Breastfeeding is a learned skill, that improves with practice and is empowered by knowledge. Many of today’s new mums do not have the benefit of having observed other women work through the learning process of early breastfeeding and seen how common issues can be resolved.  In our society today, most women who give birth will have never held a newborn baby before, never changed a nappy or burped a baby. Never bathed or dressed a baby, settled a baby to sleep or seen a baby breastfeed up close and personal.

What we know from the data is that many women run into difficulties with breastfeeding in the early weeks. In Australia most women intend to try breastfeeding. Approximately 92% of mothers start out breastfeeding after birth, however by 6 months of age, the number of women exclusively breastfeeding has reduced to just 14%. Many mums report that early breastfeeding is much harder than they had expected. What are the factors that seperate those that go on to long term breastfeeding success and those that don’t?

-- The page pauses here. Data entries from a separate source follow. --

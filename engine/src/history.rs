use crate::{AnalysisRequest, Language, TaskKind};
use chrono::Utc;
use serde::Serialize;

/// One completed analysis, as tracked per session. The code itself is never
/// stored, only its length.
#[derive(Debug, Clone, PartialEq, Eq, Serialize)]
pub struct HistoryEntry {
    pub timestamp: String,
    pub language: Language,
    pub task: TaskKind,
    pub code_length: usize,
}

impl HistoryEntry {
    /// Capture the request's metadata with the current UTC time (RFC 3339).
    pub fn for_request(request: &AnalysisRequest) -> HistoryEntry {
        HistoryEntry {
            timestamp: Utc::now().to_rfc3339(),
            language: request.language(),
            task: request.task(),
            code_length: request.code().chars().count(),
        }
    }
}

/// Append-only log of completed analyses, owned by the caller. Backends and
/// the validator never see it.
#[derive(Debug, Default)]
pub struct AnalysisLog {
    entries: Vec<HistoryEntry>,
}

impl AnalysisLog {
    pub fn new() -> AnalysisLog {
        AnalysisLog::default()
    }

    pub fn append(&mut self, entry: HistoryEntry) {
        self.entries.push(entry);
    }

    /// The most recent `n` entries, newest first.
    pub fn recent(&self, n: usize) -> Vec<HistoryEntry> {
        self.entries.iter().rev().take(n).cloned().collect()
    }

    pub fn len(&self) -> usize {
        self.entries.len()
    }

    pub fn is_empty(&self) -> bool {
        self.entries.is_empty()
    }
}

Breastfeeding takes both practice and perseverance. Research clearly tells us is that women who report higher rates of self-efficacy have better breastfeeding outcomes, both in terms of initiation and duration. In other words, women who feel confident about their ability to face challenges with determination and who have a wider plan to overcome obstacles, are more likely to breastfeed and to stick at it for longer. They are prepared to work hard and are open to testing different ideas and suggestions as needed. And if things don’t work out, they are more likely to blame external circumstances rather than blame themselves.

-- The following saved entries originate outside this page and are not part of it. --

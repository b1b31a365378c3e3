use phonehook_config::VERSION_PLACEHOLDER;
use serde::{Deserialize, Serialize};

/// Substring identifying a tag reference.
pub const TAG_NAMESPACE: &str = "refs/tags/";
/// Prefix removed from a tag reference to get the version.
pub const TAG_PREFIX: &str = "refs/tags/v";

/// Release version, extracted from a pushed tag reference.
///
/// The remainder after the tag prefix is kept verbatim: `refs/tags/v8.12.0-beta`
/// gives `8.12.0-beta`, and a malformed version only fails later, when the
/// upstream archive cannot be found.
#[derive(Debug, Clone, PartialEq, Eq, Hash, Serialize, Deserialize)]
pub struct ReleaseVersion(String);

impl ReleaseVersion {
    /// Creates a version from its raw value.
    pub fn new<T: Into<String>>(version: T) -> Self {
        Self(version.into())
    }

    /// Extract a version from a git reference.
    ///
    /// Returns `None` when the reference is not a tag.
    pub fn from_reference(reference: &str) -> Option<Self> {
        if !reference.contains(TAG_NAMESPACE) {
            return None;
        }

        Some(Self(reference.replace(TAG_PREFIX, "")))
    }

    /// Get the raw version.
    pub fn as_str(&self) -> &str {
        &self.0
    }

    /// Version with every dot replaced by a dash, safe for branch names.
    pub fn dashed(&self) -> String {
        self.0.replace('.', "-")
    }

    /// Render a template with the raw version.
    pub fn render(&self, template: &str) -> String {
        template.replace(VERSION_PLACEHOLDER, &self.0)
    }

    /// Render a branch name template with the dashed version.
    pub fn branch_name(&self, template: &str) -> String {
        template.replace(VERSION_PLACEHOLDER, &self.dashed())
    }
}

impl std::fmt::Display for ReleaseVersion {
    fn fmt(&self, f: &mut std::fmt::Formatter<'_>) -> std::fmt::Result {
        f.write_str(&self.0)
    }
}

Learning a new skill is not always easy, but approaching the task with positive expectation, rather than fear and self-doubt, is really important. So, in preparing to breastfeed, mums will benefit firstly by having a realistic and positive attitude towards it and a mindset to trust their body and to work at it, even if things aren’t as easy as she expected. She needs information to feel empowered. And she needs appropriate support from those around her.

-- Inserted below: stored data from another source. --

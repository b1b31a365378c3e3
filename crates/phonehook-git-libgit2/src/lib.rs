//! Git adapter backed by libgit2.

#![warn(missing_docs)]
#![warn(clippy::all)]

mod errors;
mod operations;
mod service;

pub use errors::Libgit2Error;
pub use service::Libgit2GitService;
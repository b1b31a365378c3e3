//! Logic module.

#![warn(clippy::all)]
#![allow(clippy::new_without_default)]

mod context;
pub mod errors;
mod naming;
mod outcome;
pub mod use_cases;

pub use context::CoreContext;
pub use errors::{DomainError, Result};
pub use naming::ReleaseNames;
pub use outcome::{CommitResult, PipelineOutcome};
use shaku::module;
use use_cases::releases::{
    commit_and_push::CommitAndPush, fetch_upstream_release::FetchUpstreamRelease,
    open_pull_request::OpenPullRequest, process_push_event::ProcessPushEvent,
    stage_repository::StageRepository, update_release::UpdateRelease,
};

module! {
    pub CoreModule {
        components = [
            ProcessPushEvent, UpdateRelease, FetchUpstreamRelease,
            StageRepository, CommitAndPush, OpenPullRequest
        ],
        providers = []
    }
}
fn main() -> shadow_rs::SdResult<()> {
    shadow_rs::new()
}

Mothers want to be informed about what to expect. Attending breastfeeding education classes through the Australian Breastfeeding Association (available online) is an excellent way to gain information and knowledge. Classes both educate and empower mothers. They teach her important skills such as how to identify her baby’s feeding cues, how to latch and position her baby at the breast and how to know if her baby is getting enough milk. Learning as much as she can before the arrival of her baby will help her confidence.

Getting in touch with an International Board Certified Lactation Consultant (IBCLC) is another great way to get informed. Even before the birth of her baby, it’s a good idea to make contact with her local lactation consultant so that she can build a connection and know exactly where to turn once her baby arrives. After her baby is born, she will benefit from having the sort of personalised, one-on-one, hands-on help that a lactation consultant can provide.

Mothers also need appropriate support, and lots of it. This can come from many sources; her health care professionals, her partner, her own mother and friends as well as her wider family, co-workers and society at large. Reading, discussing and asking questions will allow the expectant mother time to think about what it might be like, how she may respond to the challenges of breastfeeding and what sort of emotional and practical support she would prefer. She needs to be able to ask questions and to receive reassurance. In particular, mothers want their health care professionals to have good breastfeeding knowledge, to have an “authentic presence”, to listen well, to give positive reflection to their emotions and to provide practical suggestions and advice.

Being informed, supported and connected with a skilled lactation consultant can

be invaluable in getting mum and baby off to the best possible start and avoiding many of the pitfalls that are common in the early months and set them up for long term breastfeeding success.